The banking stability indicator (BSI) shows that the risks to the banking sector remained elevated due to continuous deterioration in asset quality, low profitability and liquidity. The business growth of scheduled commercial banks (SCBs) remained subdued with public sector banks (PSBs) continuing to lag behind their private sector peers. System level profit after tax (PAT) contracted on y-o-y basis in the first half of 2016-17.

The GNPA (gross non-performing advances) ratio of SCBs increased to 9.1 per cent in September 2016 from 7.8 per cent in March, pushing the overall stressed advances ratio to 12.3 per cent from 11.5 per cent. The large borrowers registered significant deterioration in their asset quality.

Stress Tests and Network Analysis

The macro stress test shows that GNPA ratio of SCBs may increase further if macroeconomic conditions deteriorate sharply. The PSBs may record the highest GNPA ratio and lowest capital to risk-weighted asset ratio (CRAR) among bank-groups although the CRAR at the system as well as bank-group levels may remain above the required regulatory minimum. Given the higher level of impairment, SCBs may remain risk averse in the near future as they focus on cleaning up their balance sheets and their capital positions may remain insufficient to support higher credit growth.

Asset quality of scheduled urban co-operative banks (SUCBs) deteriorated. Asset quality of the non-banking financial companies (NBFCs) also worsened.

The degree of interconnectedness in the banking system measured by the connectivity ratio showed a declining trend. SCBs were the dominant players accounting for nearly 57 per cent of the total bilateral exposures followed by NBFCs. On a net basis, asset management companies managing mutual funds (AMC-MFs) followed by the insurance companies were the biggest fund providers in the system while NBFCs followed by SCBs were the biggest receivers of funds.

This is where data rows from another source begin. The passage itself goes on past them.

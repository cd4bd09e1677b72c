use bson::{Bson, Document as BsonDocument};
use std::fmt;
use std::sync::Arc;

use super::types::DocumentState;
use crate::errors::DbError;
use crate::model::Model;
use crate::query::{get_path, remove_path};
use crate::schema::Schema;
use crate::types::{DocumentId, ID_FIELD};

/// A stored record bound to its model.
///
/// Field access goes through the schema first so virtual getters and setters
/// apply; everything else reads and writes `data` directly.
#[derive(Clone)]
pub struct Document {
    id: DocumentId,
    pub data: BsonDocument,
    model: Arc<Model>,
    pub(crate) state: DocumentState,
    /// Array paths that hold only a slice of the stored array.
    pub(crate) sliced: Vec<String>,
}

impl fmt::Debug for Document {
    fn fmt(&self, f: &mut fmt::Formatter<'_>) -> fmt::Result {
        f.debug_struct("Document")
            .field("model", &self.model.name())
            .field("id", &self.id)
            .field("data", &self.data)
            .field("state", &self.state)
            .field("sliced", &self.sliced)
            .finish()
    }
}

impl Document {
    pub(crate) fn bind(model: Arc<Model>, id: DocumentId, mut data: BsonDocument, state: DocumentState) -> Self {
        if state == DocumentState::New {
            data.insert(ID_FIELD, Bson::from(&id));
        }
        Self { id, data, model, state, sliced: Vec::new() }
    }

    #[must_use]
    pub const fn id(&self) -> &DocumentId {
        &self.id
    }

    #[must_use]
    pub fn model(&self) -> &Arc<Model> {
        &self.model
    }

    #[must_use]
    pub fn schema(&self) -> &Schema {
        self.model.schema()
    }

    #[must_use]
    pub fn is_new(&self) -> bool {
        self.state == DocumentState::New
    }

    /// Reads a path, computing it when the schema declares a virtual of that name.
    #[must_use]
    pub fn get(&self, path: &str) -> Option<Bson> {
        if let Some(v) = self.schema().get_virtual(path) {
            return v.getter.as_ref().map(|g| g(&self.data));
        }
        get_path(&self.data, path).cloned()
    }

    /// Writes a path, routing through a virtual setter when one exists.
    ///
    /// # Errors
    /// Returns `DbError::Validation` for getter-only virtuals or writes to `_id`.
    pub fn set(&mut self, path: &str, value: impl Into<Bson>) -> Result<(), DbError> {
        let value = value.into();
        if path == ID_FIELD {
            return Err(DbError::validation(path, "the identity of a document cannot change"));
        }
        let model = Arc::clone(&self.model);
        if let Some(v) = model.schema().get_virtual(path) {
            let setter = v
                .setter
                .as_ref()
                .ok_or_else(|| DbError::validation(path, "virtual has no setter"))?;
            setter(&mut self.data, value)?;
        } else {
            set_path(&mut self.data, path, value);
        }
        // an overwritten array is no longer a fragment of the stored one
        self.sliced.retain(|s| !(s == path || s.starts_with(&format!("{path}."))));
        Ok(())
    }

    /// Invokes an instance method declared on the schema with this document as receiver.
    ///
    /// # Errors
    /// Returns `DbError::NoSuchMethod` for unknown names, or whatever the method returns.
    pub fn call(&mut self, name: &str, args: &[Bson]) -> Result<Bson, DbError> {
        let model = Arc::clone(&self.model);
        let method = model
            .schema()
            .get_method(name)
            .ok_or_else(|| DbError::NoSuchMethod(format!("{}.{name}", model.name())))?;
        method(self, args)
    }

    /// Runs schema validation without writing.
    ///
    /// # Errors
    /// Returns the first `DbError::Validation` found.
    pub fn validate(&self) -> Result<(), DbError> {
        self.schema().validate(&self.data).map(|_| ())
    }

    /// Validates and writes the document, inserting it when new.
    ///
    /// A document loaded through a projection or slice is merged into the
    /// stored copy; sliced arrays keep their stored elements unless `set`.
    ///
    /// # Errors
    /// Returns `DbError::Validation` and leaves the store untouched when validation fails.
    pub fn save(&mut self) -> Result<(), DbError> {
        let model = Arc::clone(&self.model);
        self.data = model.save_document(&self.id, &self.data, self.state, &self.sliced)?;
        self.state = DocumentState::Loaded;
        self.sliced.clear();
        Ok(())
    }

    /// Deletes the stored copy. Returns whether anything was removed.
    pub fn remove(&self) -> bool {
        self.model.remove_by_id(&self.id)
    }

    /// Plain copy of the stored paths, optionally with computed virtuals.
    #[must_use]
    pub fn to_object(&self, with_virtuals: bool) -> BsonDocument {
        let mut out = self.data.clone();
        if with_virtuals {
            let schema = self.schema();
            let mut names: Vec<&str> = schema.virtual_names().collect();
            names.sort_unstable();
            for name in names {
                if let Some(g) = schema.get_virtual(name).and_then(|v| v.getter.as_ref()) {
                    out.insert(name, g(&self.data));
                }
            }
        }
        out
    }

    #[must_use]
    pub fn into_plain(self) -> BsonDocument {
        self.data
    }
}

fn ensure_subdoc<'a>(root: &'a mut BsonDocument, key: &str) -> &'a mut BsonDocument {
    if !matches!(root.get(key), Some(Bson::Document(_))) {
        root.insert(key.to_string(), Bson::Document(BsonDocument::new()));
    }
    match root.get_mut(key) {
        Some(Bson::Document(d)) => d,
        _ => unreachable!("subdocument inserted above"),
    }
}

fn traverse_to_parent<'a>(root: &'a mut BsonDocument, path: &str) -> (&'a mut BsonDocument, String) {
    let mut cur = root;
    let mut iter = path.split('.').peekable();
    let mut last = String::new();
    while let Some(seg) = iter.next() {
        if iter.peek().is_none() {
            last = seg.to_string();
            break;
        }
        cur = ensure_subdoc(cur, seg);
    }
    (cur, last)
}

/// Sets a dotted path, creating intermediate documents. Returns whether the value changed.
pub(crate) fn set_path(root: &mut BsonDocument, path: &str, value: Bson) -> bool {
    let (parent, last) = traverse_to_parent(root, path);
    let old = parent.insert(last, value.clone());
    old.as_ref() != Some(&value)
}

pub(crate) fn unset_path(root: &mut BsonDocument, path: &str) -> bool {
    remove_path(root, path)
}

Financial Sector Regulation and Infrastructure

With the implementation of global regulatory reforms most of the major international banks have become more resilient in terms of capital and liquidity. However, risks of divergence from the demanding global standards amidst discriminatory treatment of foreign financial institutions seem to have increased. Scaling down on correspondent banking activities by some of the major global banks due to regulatory and profitability concerns may discourage formal financial intermediation channels to reach out to financially underserved parts of the world. At the same time, some risks inherent in banks may be getting transferred to other segments of the financial markets due to increased regulatory scrutiny and elevated capital requirements for banks.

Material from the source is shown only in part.